Diagnostic role of cone beam computed tomography for the position of straight array
An, SY; An, CH; Lee, KY; Jang, JH; Choung, YH; Lee, SH
Acta oto-laryngologica, 138(4):375-381, 2018
OBJECTIVE: To assess the usefulness of cone beam computed tomography (CBCT) for characterizing electrode insertion and evaluate the influence of electrode insertion status on post-cochlear implantation (CI) outcomes. DESIGN: Twenty-six ears with post-CI CBCT scans were included. The devices were MED-EL Flex28 (n = 21) and Nucleus slim straight (n = 5). The parameters including cochlear duct length (CDL), insertion depth angle (IDA), insertion length of electrode (IL), and cochlear coverage (CC) were analyzed and compared with aided pure-tone threshold (PTA) with implant in free field, and open-set sentence score.

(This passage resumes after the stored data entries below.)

//! Parsed record timestamps.

use chrono::{DateTime, NaiveDate, NaiveDateTime, NaiveTime};
use serde::{Deserialize, Serialize};
use std::fmt;
use std::str::FromStr;

use super::Date;
use crate::error::{TemporaError, TemporaResult};

/// Date-time layouts tried in order before falling back to date-only forms.
const DATETIME_FORMATS: &[&str] = &[
    "%Y-%m-%d %H:%M:%S%.f",
    "%Y-%m-%dT%H:%M:%S%.f",
    "%Y-%m-%d %H:%M",
    "%m/%d/%Y %H:%M:%S",
    "%m/%d/%Y %H:%M",
];

const DATE_FORMATS: &[&str] = &["%Y-%m-%d", "%m/%d/%Y"];

/// A parsed, timezone-naive instant.
///
/// RFC 3339 input with an offset is normalized to UTC. Serializes as
/// `YYYY-MM-DDTHH:MM:SS[.fff]` and deserializes from any accepted textual form.
#[derive(Debug, Clone, Copy, PartialEq, Eq, PartialOrd, Ord, Hash, Serialize, Deserialize)]
#[serde(try_from = "String", into = "String")]
pub struct Timestamp(NaiveDateTime);

impl Timestamp {
    /// Parses a raw timestamp field.
    ///
    /// # Errors
    ///
    /// Returns `TemporaError::TimestampParse` when no accepted layout matches.
    pub fn parse(raw: &str) -> TemporaResult<Self> {
        let text = raw.trim();
        if text.is_empty() {
            return Err(TemporaError::timestamp_parse(raw));
        }

        for fmt in DATETIME_FORMATS {
            if let Ok(dt) = NaiveDateTime::parse_from_str(text, fmt) {
                return Ok(Timestamp(dt));
            }
        }

        for fmt in DATE_FORMATS {
            if let Ok(date) = NaiveDate::parse_from_str(text, fmt) {
                return Ok(Timestamp(date.and_time(NaiveTime::MIN)));
            }
        }

        DateTime::parse_from_rfc3339(text)
            .map(|dt| Timestamp(dt.naive_utc()))
            .map_err(|_| TemporaError::timestamp_parse(raw))
    }

    /// Midnight at the start of `date`.
    #[must_use]
    pub fn from_date(date: Date) -> Self {
        Timestamp(date.as_naive_date().and_time(NaiveTime::MIN))
    }

    /// Returns the calendar date of this instant.
    #[must_use]
    pub fn date(&self) -> Date {
        Date::from(self.0.date())
    }

    /// Moves the instant back by whole days, saturating at the earliest
    /// representable instant.
    #[must_use]
    pub fn minus_days(&self, days: i64) -> Self {
        chrono::Duration::try_days(days)
            .and_then(|d| self.0.checked_sub_signed(d))
            .map_or(Timestamp(NaiveDateTime::MIN), Timestamp)
    }

    /// Returns the underlying `NaiveDateTime`.
    #[must_use]
    pub fn as_naive(&self) -> NaiveDateTime {
        self.0
    }
}

impl fmt::Display for Timestamp {
    fn fmt(&self, f: &mut fmt::Formatter<'_>) -> fmt::Result {
        write!(f, "{}", self.0.format("%Y-%m-%dT%H:%M:%S%.f"))
    }
}

impl FromStr for Timestamp {
    type Err = TemporaError;

    fn from_str(s: &str) -> Result<Self, Self::Err> {
        Self::parse(s)
    }
}

impl TryFrom<String> for Timestamp {
    type Error = TemporaError;

    fn try_from(value: String) -> Result<Self, Self::Error> {
        Self::parse(&value)
    }
}

impl From<Timestamp> for String {
    fn from(ts: Timestamp) -> Self {
        ts.to_string()
    }
}

impl From<NaiveDateTime> for Timestamp {
    fn from(dt: NaiveDateTime) -> Self {
        Timestamp(dt)
    }
}

impl From<Date> for Timestamp {
    fn from(date: Date) -> Self {
        Timestamp::from_date(date)
    }
}

#[cfg(test)]
mod tests {
    use super::*;

    fn ymd(y: i32, m: u32, d: u32) -> Date {
        Date::from_ymd(y, m, d).unwrap()
    }

    #[test]
    fn test_parse_date_only() {
        let ts = Timestamp::parse("2024-01-05").unwrap();
        assert_eq!(ts.date(), ymd(2024, 1, 5));
        assert_eq!(ts.to_string(), "2024-01-05T00:00:00");
    }

    #[test]
    fn test_parse_datetime_forms() {
        for raw in [
            "2024-01-05 13:45:10",
            "2024-01-05T13:45:10",
            "2024-01-05 13:45:10.250",
            "  2024-01-05 13:45:10  ",
        ] {
            let ts = Timestamp::parse(raw).unwrap();
            assert_eq!(ts.date(), ymd(2024, 1, 5), "{raw}");
        }
    }

    #[test]
    fn test_parse_us_format() {
        let ts = Timestamp::parse("03/15/2024").unwrap();
        assert_eq!(ts.date(), ymd(2024, 3, 15));
        let ts = Timestamp::parse("03/15/2024 08:30").unwrap();
        assert_eq!(ts.date(), ymd(2024, 3, 15));
    }

    #[test]
    fn test_parse_rfc3339_normalizes_to_utc() {
        let ts = Timestamp::parse("2024-03-31T23:30:00-02:00").unwrap();
        assert_eq!(ts.date(), ymd(2024, 4, 1));
    }

    #[test]
    fn test_parse_failures() {
        for raw in ["", "   ", "yesterday", "2024-13-01", "2024-02-30"] {
            let err = Timestamp::parse(raw).unwrap_err();
            assert!(matches!(err, TemporaError::TimestampParse { .. }), "{raw}");
        }
    }

    #[test]
    fn test_minus_days() {
        let ts = Timestamp::parse("2024-03-31").unwrap();
        assert_eq!(ts.minus_days(30).date(), ymd(2024, 3, 1));
    }

    #[test]
    fn test_minus_days_saturates_at_min() {
        let ts = Timestamp::from(NaiveDateTime::MIN);
        assert_eq!(ts.minus_days(30), Timestamp::from(NaiveDateTime::MIN));
        let near = Timestamp::from_date(Date::from(NaiveDate::MIN).add_days(9));
        assert_eq!(near.minus_days(30), Timestamp::from(NaiveDateTime::MIN));
        assert_eq!(near.minus_days(i64::MAX), Timestamp::from(NaiveDateTime::MIN));
    }

    #[test]
    fn test_fractional_seconds_survive_serde() {
        let ts = Timestamp::parse("2024-03-31 08:15:30.250").unwrap();
        let json = serde_json::to_string(&ts).unwrap();
        assert_eq!(json, "\"2024-03-31T08:15:30.250\"");
        assert_eq!(serde_json::from_str::<Timestamp>(&json).unwrap(), ts);
    }

    #[test]
    fn test_serde_roundtrip_accepts_any_form() {
        let ts: Timestamp = serde_json::from_str("\"2024-03-31\"").unwrap();
        assert_eq!(serde_json::to_string(&ts).unwrap(), "\"2024-03-31T00:00:00\"");
    }
}
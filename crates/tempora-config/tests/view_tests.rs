//! View loading and evaluation through the public API.

use std::io::Write;

use approx::assert_relative_eq;
use tempora_config::{ConfigError, ConfigManager, ViewConfig};
use tempora_core::types::{Record, RecordSet};
use tempora_core::window::TimeWindow;

fn cefr_records() -> RecordSet {
    let schema = ViewConfig::cefr_dive().schema;
    let rows = [
        ("2024-01-04", "B2", Some(71.0)),
        ("2024-01-10", "B1", Some(52.0)),
        ("2024-01-19", "B2", Some(64.0)),
        ("2024-02-02", "C1", Some(88.0)),
        ("2024-02-09", "B2", Some(0.0)),
        ("2024-02-10", "A2", None),
    ];
    let records = rows
        .iter()
        .map(|(d, cefr, score)| Record::new(*d, vec![Some(cefr.to_string())], vec![*score]))
        .collect();
    RecordSet::new(schema, records).unwrap()
}

#[test]
fn test_cefr_dive_keeps_declared_levels() {
    let manager = ConfigManager::new();
    let output = manager
        .get("cefr_dive")
        .unwrap()
        .evaluate(&cefr_records())
        .unwrap();

    // unscored candidates are filtered out
    assert_eq!(output.pipeline.report.filtered_out, 2);
    assert!(output.pipeline.report.is_complete());

    let table = &output.pivots[0].table;
    assert_eq!(table.row_labels(), vec!["A1", "A2", "B1", "B2", "C1", "C2"]);
    assert!(table.rows[0].cells.iter().all(|c| c.is_no_data()));

    let periods: Vec<_> = table.columns.iter().map(|c| c.period.label()).collect();
    assert_eq!(periods[0], "Jan-2024");
    assert_eq!(periods.last().copied(), Some("Feb-2024"));

    let jan = table
        .columns
        .iter()
        .position(|c| c.metric == "max(TALKSCORE_OVERALL)" && c.period.label() == "Jan-2024")
        .unwrap();
    assert_relative_eq!(table.rows[3].cells[jan].value().unwrap(), 71.0);
}

#[test]
fn test_evaluation_is_deterministic() {
    let view = ViewConfig::cefr_dive();
    let first = serde_json::to_string(&view.evaluate(&cefr_records()).unwrap()).unwrap();
    let second = serde_json::to_string(&view.evaluate(&cefr_records()).unwrap()).unwrap();
    assert_eq!(first, second);
}

#[test]
fn test_window_switch_changes_buckets() {
    let manager = ConfigManager::new();
    let daily = manager
        .get_with_window("cefr_dive", TimeWindow::Last30Days)
        .unwrap()
        .evaluate(&cefr_records())
        .unwrap();
    assert_eq!(daily.pipeline.report.outside_window, 2);
    let labels: Vec<_> = daily.series[0]
        .points
        .iter()
        .map(|p| p.period.label())
        .collect();
    assert_eq!(labels, vec!["Jan-19-2024", "Feb-02-2024"]);
}

#[test]
fn test_load_file() {
    let mut file = tempfile::Builder::new().suffix(".toml").tempfile().unwrap();
    write!(
        file,
        r#"
[[views]]
name = "sources"
source = "TP_raw_data1.csv"
window = "all_time"

[views.schema]
timestamp = "DATE_DAY"
dimensions = ["NEW_SOURCE"]

[[views.rankings]]
name = "top_sources"
dimension = "NEW_SOURCE"
"#
    )
    .unwrap();

    let manager = ConfigManager::empty();
    assert_eq!(manager.load_file(file.path()).unwrap(), vec!["sources"]);
    assert_eq!(manager.get("sources").unwrap().rankings[0].limit, 10);

    let unsupported = tempfile::Builder::new().suffix(".yaml").tempfile().unwrap();
    assert!(matches!(
        manager.load_file(unsupported.path()),
        Err(ConfigError::Io { .. })
    ));
    assert!(matches!(
        manager.load_file("/nonexistent/views.json"),
        Err(ConfigError::Io { .. })
    ));
}

fn overview_records() -> RecordSet {
    let schema = ViewConfig::overview().schema;
    // OVERALL, TEST_COMPLETED, FOR_TS_REVIEW, VOCAB, FLUENCY, GRAMMAR, PRONUNCIATION
    let rows: [(&str, &str, [Option<f64>; 7]); 3] = [
        (
            "2024-03-04",
            "A",
            [Some(0.0), Some(1.0), None, Some(0.0), Some(0.0), Some(0.0), Some(0.0)],
        ),
        (
            "2024-03-05",
            "A",
            [Some(80.0), None, Some(1.0), Some(60.0), Some(70.0), Some(80.0), Some(90.0)],
        ),
        (
            "2024-03-06",
            "B",
            [Some(90.0), Some(0.0), None, Some(70.0), Some(80.0), Some(90.0), Some(100.0)],
        ),
    ];
    let records = rows
        .iter()
        .map(|(d, site, measures)| {
            Record::new(
                *d,
                vec![Some(site.to_string()), Some("referral".to_string())],
                measures.to_vec(),
            )
        })
        .collect();
    RecordSet::new(schema, records).unwrap()
}

fn named<'a, T>(items: &'a [T], name: &str, key: impl Fn(&T) -> &str) -> &'a T {
    items.iter().find(|i| key(i) == name).unwrap()
}

#[test]
fn test_overview_scores_ignore_unscored_candidates() {
    let output = ViewConfig::overview().evaluate(&overview_records()).unwrap();
    assert_eq!(output.pipeline.report.bucketed, 3);

    let overall = named(&output.series, "average_overall", |s| &s.name);
    let labels: Vec<_> = overall.points.iter().map(|p| p.label.as_str()).collect();
    assert_eq!(labels, vec!["85.00"]);

    let components = named(&output.series, "score_components", |s| &s.name);
    let vocab = named(&components.points, "mean(TALKSCORE_VOCAB)", |p| &p.series);
    assert_eq!(vocab.label, "65.00");

    let leads = named(&output.series, "lead_count", |s| &s.name);
    assert_eq!(leads.points[0].label, "3");
}

#[test]
fn test_overview_scorecards() {
    let output = ViewConfig::overview().evaluate(&overview_records()).unwrap();

    let overall = &named(&output.summaries, "overall_scorecard", |s| &s.name).table;
    assert_eq!(overall.cell("", "mean(TALKSCORE_OVERALL)").unwrap().text(), "85.00");

    let leads = &named(&output.summaries, "lead_scorecard", |s| &s.name).table;
    assert_eq!(leads.cell("", "records").unwrap().text(), "3");

    let components = &named(&output.summaries, "component_scorecard", |s| &s.name).table;
    assert_eq!(
        components.cell("", "mean(TALKSCORE_PRONUNCIATION)").unwrap().text(),
        "95.00"
    );
}

#[test]
fn test_completion_pct_divides_by_reported_tests() {
    let output = ViewConfig::overview().evaluate(&overview_records()).unwrap();
    let pct = named(&output.ratios, "test_completion_pct", |s| &s.name);

    // two of three records report TEST_COMPLETED
    let labels: Vec<_> = pct
        .points
        .iter()
        .map(|p| (p.series.as_str(), p.label.as_str()))
        .collect();
    assert_eq!(labels, vec![("A", "50.00%"), ("B", "0.00%")]);
}

fn talkscore_records() -> RecordSet {
    let schema = ViewConfig::talkscore_analysis().schema;
    // VOCAB, FLUENCY, GRAMMAR, COMPREHENSION, PRONUNCIATION, OVERALL
    let rows: [(&str, &str, [f64; 6]); 6] = [
        ("2024-05-30", "No show", [10.0, 20.0, 30.0, 40.0, 50.0, 60.0]),
        ("2024-05-29", "No show", [20.0, 40.0, 60.0, 80.0, 40.0, 70.0]),
        ("2024-05-28", "Low score", [30.0, 60.0, 90.0, 120.0, 30.0, 80.0]),
        ("2024-05-27", "Low score", [5.0, 5.0, 5.0, 5.0, 5.0, 0.0]),
        ("2024-05-26", "Low score", [5.0, 5.0, 5.0, 5.0, 5.0, 0.0]),
        ("2024-03-01", "Other", [50.0, 50.0, 50.0, 50.0, 50.0, 50.0]),
    ];
    let records = rows
        .iter()
        .map(|(d, reason, scores)| {
            Record::new(
                *d,
                vec![Some(reason.to_string())],
                scores.iter().copied().map(Some).collect(),
            )
        })
        .collect();
    RecordSet::new(schema, records).unwrap()
}

#[test]
fn test_talkscore_analysis() {
    let output = ViewConfig::talkscore_analysis()
        .evaluate(&talkscore_records())
        .unwrap();
    let report = &output.pipeline.report;
    assert_eq!(report.outside_window, 1);
    assert_eq!(report.filtered_out, 2);
    assert_eq!(report.bucketed, 3);

    let reasons: Vec<_> = output.rankings[0]
        .entries
        .iter()
        .map(|c| (c.value.as_str(), c.count))
        .collect();
    assert_eq!(reasons, vec![("No show", 2), ("Low score", 1)]);

    let correlation = &output.correlations[0];
    assert_eq!(correlation.records, 3);
    assert_eq!(correlation.matrix.measures.len(), 6);
    let r = |a: &str, b: &str| correlation.matrix.get(a, b).unwrap();
    assert_relative_eq!(r("TALKSCORE_VOCAB", "TALKSCORE_OVERALL"), 1.0, epsilon = 1e-9);
    assert_relative_eq!(
        r("TALKSCORE_VOCAB", "TALKSCORE_PRONUNCIATION"),
        -1.0,
        epsilon = 1e-9
    );

    let means = &output.summaries[0].table;
    assert_eq!(means.cell("", "mean(TALKSCORE_OVERALL)").unwrap().text(), "70.00");
}

#[test]
fn test_candidate_info_reads_invitation_data() {
    let view = ViewConfig::candidate_info();
    assert_eq!(view.source, "TalkpushCI_data_fetch.csv");
    assert_eq!(view.schema.timestamp, "INVITATIONDT");
}

#[test]
fn test_view_survives_calendar_limit_reference() {
    let schema = ViewConfig::cefr_dive().schema;
    let records = vec![Record::new(
        "-262143-01-01",
        vec![Some("B2".to_string())],
        vec![Some(70.0)],
    )];
    let set = RecordSet::new(schema, records).unwrap();
    let output = ViewConfig::cefr_dive().evaluate(&set).unwrap();
    assert_eq!(output.pipeline.report.bucketed, 1);
    assert!(output.pipeline.report.is_complete());
}
//! Period keys: orderable bucket identifiers.

use serde::Serialize;
use std::cmp::Ordering;
use std::fmt;
use std::hash::{Hash, Hasher};

use super::{Date, Granularity, Timestamp};

/// Canonical identifier of a time bucket.
///
/// Carries the bucket's anchor date (the orderable instant) together with a
/// display label. Equality, hashing and ordering use only the anchor and the
/// granularity; the label is derived from them and is never compared, so
/// short labels like `Feb-2024` can never sort out of chronological order.
#[derive(Debug, Clone, Serialize)]
pub struct PeriodKey {
    start: Date,
    granularity: Granularity,
    label: String,
}

impl PeriodKey {
    /// Creates a key for the bucket anchored on `start`.
    ///
    /// `start` must already be the canonical anchor for `granularity`; use
    /// [`crate::bucketing::PeriodBucketer`] to derive it from a timestamp.
    #[must_use]
    pub fn new(start: Date, granularity: Granularity) -> Self {
        Self {
            start,
            granularity,
            label: granularity.format_label(start),
        }
    }

    /// Returns the anchor date.
    #[must_use]
    pub fn start(&self) -> Date {
        self.start
    }

    /// Returns the anchor as an instant (midnight).
    #[must_use]
    pub fn instant(&self) -> Timestamp {
        Timestamp::from_date(self.start)
    }

    /// Returns the bucket granularity.
    #[must_use]
    pub fn granularity(&self) -> Granularity {
        self.granularity
    }

    /// Returns the display label.
    #[must_use]
    pub fn label(&self) -> &str {
        &self.label
    }
}

impl PartialEq for PeriodKey {
    fn eq(&self, other: &Self) -> bool {
        self.start == other.start && self.granularity == other.granularity
    }
}

impl Eq for PeriodKey {}

impl Hash for PeriodKey {
    fn hash<H: Hasher>(&self, state: &mut H) {
        self.start.hash(state);
        self.granularity.hash(state);
    }
}

impl PartialOrd for PeriodKey {
    fn partial_cmp(&self, other: &Self) -> Option<Ordering> {
        Some(self.cmp(other))
    }
}

impl Ord for PeriodKey {
    fn cmp(&self, other: &Self) -> Ordering {
        self.start
            .cmp(&other.start)
            .then(self.granularity.cmp(&other.granularity))
    }
}

impl fmt::Display for PeriodKey {
    fn fmt(&self, f: &mut fmt::Formatter<'_>) -> fmt::Result {
        f.write_str(&self.label)
    }
}
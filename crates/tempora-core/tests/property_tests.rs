//! Property-based tests for bucketing, aggregation and pivot invariants.
//!
//! - Bucketing is a pure function and lands on the bucket anchor
//! - Every record is reported exactly once
//! - Aggregates and pivot columns do not depend on input order
//! - Ratios are never NaN or infinite

use chrono::{Datelike, Days, NaiveDate, Weekday};
use proptest::prelude::*;
use tempora_core::prelude::*;
use tempora_core::ratio::safe_percentage;

// =============================================================================
// STRATEGIES
// =============================================================================

fn date_strategy() -> impl Strategy<Value = NaiveDate> {
    // 2020-01-01 plus up to ~6 years
    (0u64..2200).prop_map(|offset| {
        NaiveDate::from_ymd_opt(2020, 1, 1)
            .and_then(|d| d.checked_add_days(Days::new(offset)))
            .unwrap()
    })
}

fn weekday_strategy() -> impl Strategy<Value = Weekday> {
    prop::sample::select(vec![
        Weekday::Mon,
        Weekday::Tue,
        Weekday::Wed,
        Weekday::Thu,
        Weekday::Fri,
        Weekday::Sat,
        Weekday::Sun,
    ])
}

#[derive(Debug, Clone)]
struct Row {
    timestamp: String,
    site: Option<String>,
    score: Option<f64>,
}

fn row_strategy() -> impl Strategy<Value = Row> {
    (
        prop_oneof![
            8 => date_strategy().prop_map(|d| d.format("%Y-%m-%d").to_string()),
            1 => Just("not a timestamp".to_string()),
        ],
        prop::option::of(prop::sample::select(vec!["A", "B", "C", "D"])),
        prop::option::of(-100.0f64..100.0),
    )
        .prop_map(|(timestamp, site, score)| Row {
            timestamp,
            site: site.map(String::from),
            score,
        })
}

fn record_set(rows: &[Row]) -> RecordSet {
    let schema = RecordSchema::new("DATE_DAY")
        .with_dimension("CAMP_SITE")
        .with_measure("SCORE");
    let records = rows
        .iter()
        .map(|r| Record::new(r.timestamp.clone(), vec![r.site.clone()], vec![r.score]))
        .collect();
    RecordSet::new(schema, records).unwrap()
}

fn request() -> AggregateRequest {
    AggregateRequest::new()
        .with_measure("SCORE")
        .with_grouping(Grouping::period_only())
        .group_by("CAMP_SITE")
}

// =============================================================================
// PROPERTIES
// =============================================================================

proptest! {
    #[test]
    fn property_bucketing_is_pure(date in date_strategy(), week_ending in weekday_strategy()) {
        let bucketer = PeriodBucketer::new().with_week_ending(week_ending);
        let ts = Timestamp::from_date(Date::from(date));
        for granularity in Granularity::all() {
            prop_assert_eq!(bucketer.bucket(ts, *granularity), bucketer.bucket(ts, *granularity));
        }
    }

    #[test]
    fn property_bucket_anchor(date in date_strategy(), week_ending in weekday_strategy()) {
        let bucketer = PeriodBucketer::new().with_week_ending(week_ending);
        let day = Date::from(date);

        let week = bucketer.bucket_date(day, Granularity::Week).start();
        prop_assert_eq!(week.weekday(), week_ending);
        let ahead = day.days_between(&week);
        prop_assert!((0..7).contains(&ahead), "week anchor {} days ahead", ahead);

        let month = bucketer.bucket_date(day, Granularity::Month).start();
        prop_assert_eq!(month.as_naive_date().day(), 1);
        prop_assert_eq!(month.as_naive_date().month(), date.month());
        prop_assert_eq!(month.as_naive_date().year(), date.year());
    }

    #[test]
    fn property_every_record_accounted(rows in prop::collection::vec(row_strategy(), 0..60)) {
        let set = record_set(&rows);
        let config = PipelineConfig::new(TimeWindow::Last12Weeks)
            .with_filter(RecordFilter::measure_above("SCORE", 0.0));
        let output = Pipeline::run(&set, &config, &request()).unwrap();

        prop_assert!(output.report.is_complete());
        let bucketed: usize = output
            .aggregates
            .period_totals()
            .unwrap()
            .rows
            .iter()
            .map(|r| r.record_count)
            .sum();
        prop_assert_eq!(bucketed, output.report.bucketed);
    }

    #[test]
    fn property_aggregation_order_independent(
        rows in prop::collection::vec(row_strategy(), 1..60),
        rotate in 0usize..60,
    ) {
        let mut permuted = rows.clone();
        permuted.reverse();
        let k = rotate % permuted.len();
        permuted.rotate_left(k);

        let config = PipelineConfig::new(TimeWindow::AllTime);
        let a = Pipeline::run(&record_set(&rows), &config, &request()).unwrap();
        let b = Pipeline::run(&record_set(&permuted), &config, &request()).unwrap();
        prop_assert_eq!(
            serde_json::to_string(&a.aggregates).unwrap(),
            serde_json::to_string(&b.aggregates).unwrap()
        );
    }

    #[test]
    fn property_pivot_columns_invariant_under_row_order(
        rows in prop::collection::vec(row_strategy(), 1..60),
        rotate in 0usize..60,
    ) {
        let output = Pipeline::run(
            &record_set(&rows),
            &PipelineConfig::new(TimeWindow::AllTime),
            &request(),
        )
        .unwrap();
        let aggregates = output.aggregates.by_dimension("CAMP_SITE").unwrap();
        let mut shuffled = aggregates.clone();
        shuffled.rows.reverse();
        if !shuffled.rows.is_empty() {
            let k = rotate % shuffled.rows.len();
            shuffled.rows.rotate_left(k);
        }

        let metrics = [Metric::RecordCount, Metric::mean("SCORE")];
        let reshaper = PivotReshaper::new();
        let expected = reshaper.reshape(aggregates, &metrics).unwrap();
        let actual = reshaper.reshape(&shuffled, &metrics).unwrap();
        prop_assert_eq!(&expected, &actual);

        let instants: Vec<_> = expected.columns.iter().map(|c| c.period.start()).collect();
        let mut sorted = instants.clone();
        sorted.sort();
        prop_assert_eq!(instants, sorted);
    }

    #[test]
    fn property_safe_divide(n in prop::option::of(any::<f64>()), d in prop::option::of(any::<f64>())) {
        if let Some(v) = safe_percentage(n, d) {
            prop_assert!(v.is_finite());
        }
        if d == Some(0.0) {
            prop_assert_eq!(safe_percentage(n, d), None);
        }
    }
}
//! Display rounding and formatting of aggregate values.
//!
//! Rounding goes through `rust_decimal` so that values are rounded on their
//! shortest decimal representation (half away from zero) rather than on the
//! binary expansion of the float.

use rust_decimal::prelude::{FromPrimitive, ToPrimitive};
use rust_decimal::{Decimal, RoundingStrategy};

/// Decimal places used for display values.
pub const DISPLAY_DECIMALS: u32 = 2;

/// Rounds `value` to `dp` decimal places.
///
/// Returns `None` for NaN or infinite input. Values outside the range of
/// `Decimal` are returned unrounded.
#[must_use]
pub fn round_to(value: f64, dp: u32) -> Option<f64> {
    if !value.is_finite() {
        return None;
    }
    match Decimal::from_f64(value) {
        Some(d) => d
            .round_dp_with_strategy(dp, RoundingStrategy::MidpointAwayFromZero)
            .to_f64(),
        None => Some(value),
    }
}

/// Formats `value` with exactly `dp` decimal places.
#[must_use]
pub fn format_fixed(value: f64, dp: u32) -> String {
    let rounded = round_to(value, dp).unwrap_or(value);
    // Avoid rendering "-0.00"
    let rounded = if rounded == 0.0 { 0.0 } else { rounded };
    format!("{:.*}", dp as usize, rounded)
}

/// Formats a percentage value, e.g. `12.35%`.
#[must_use]
pub fn format_percent(value: f64) -> String {
    format!("{}%", format_fixed(value, DISPLAY_DECIMALS))
}

/// Formats a value for display: integral for counts, two decimals otherwise.
#[must_use]
pub fn format_value(value: f64, integral: bool) -> String {
    if integral {
        format_fixed(value, 0)
    } else {
        format_fixed(value, DISPLAY_DECIMALS)
    }
}

#[cfg(test)]
mod tests {
    use super::*;

    #[test]
    fn test_round_to() {
        assert_eq!(round_to(12.345_678, 2), Some(12.35));
        assert_eq!(round_to(0.125, 2), Some(0.13));
        assert_eq!(round_to(-1.256, 2), Some(-1.26));
        assert_eq!(round_to(f64::NAN, 2), None);
        assert_eq!(round_to(f64::INFINITY, 2), None);
    }

    #[test]
    fn test_format() {
        assert_eq!(format_fixed(10.0, 2), "10.00");
        assert_eq!(format_fixed(-0.001, 2), "0.00");
        assert_eq!(format_percent(33.333_333), "33.33%");
        assert_eq!(format_value(3.0, true), "3");
        assert_eq!(format_value(3.0, false), "3.00");
    }
}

RESULTS: The mean CDL was 36.8 +/- 1.4 mm. Electrode array was dislocated into scala tympani in two ears. The mean IL and IDA were 26.5 +/- 1.9 mm and 541.4 +/- 70.2 degrees . The mean linear CC (IL/CDL, 0.73 +/- 0.06) was larger than the mean angular CC (IDA/900, 0.60 +/- 0.08). The CBCT parameters showed correlation one another. While the aided pure-tone threshold was correlated with IL and IDA, there were no significant correlations in the open-set sentence score. For the postlingually deaf patients with single electrode (Flex 28), the sentence score had no significant correlation and the aided PTA was positively correlated with IL (R = 0.517, p = .028). CONCLUSIONS: This study validated the CBCT evaluating the electrode array position. The CBCT could be helpful for the preoperative selection of the optimal array and prediction of the CC.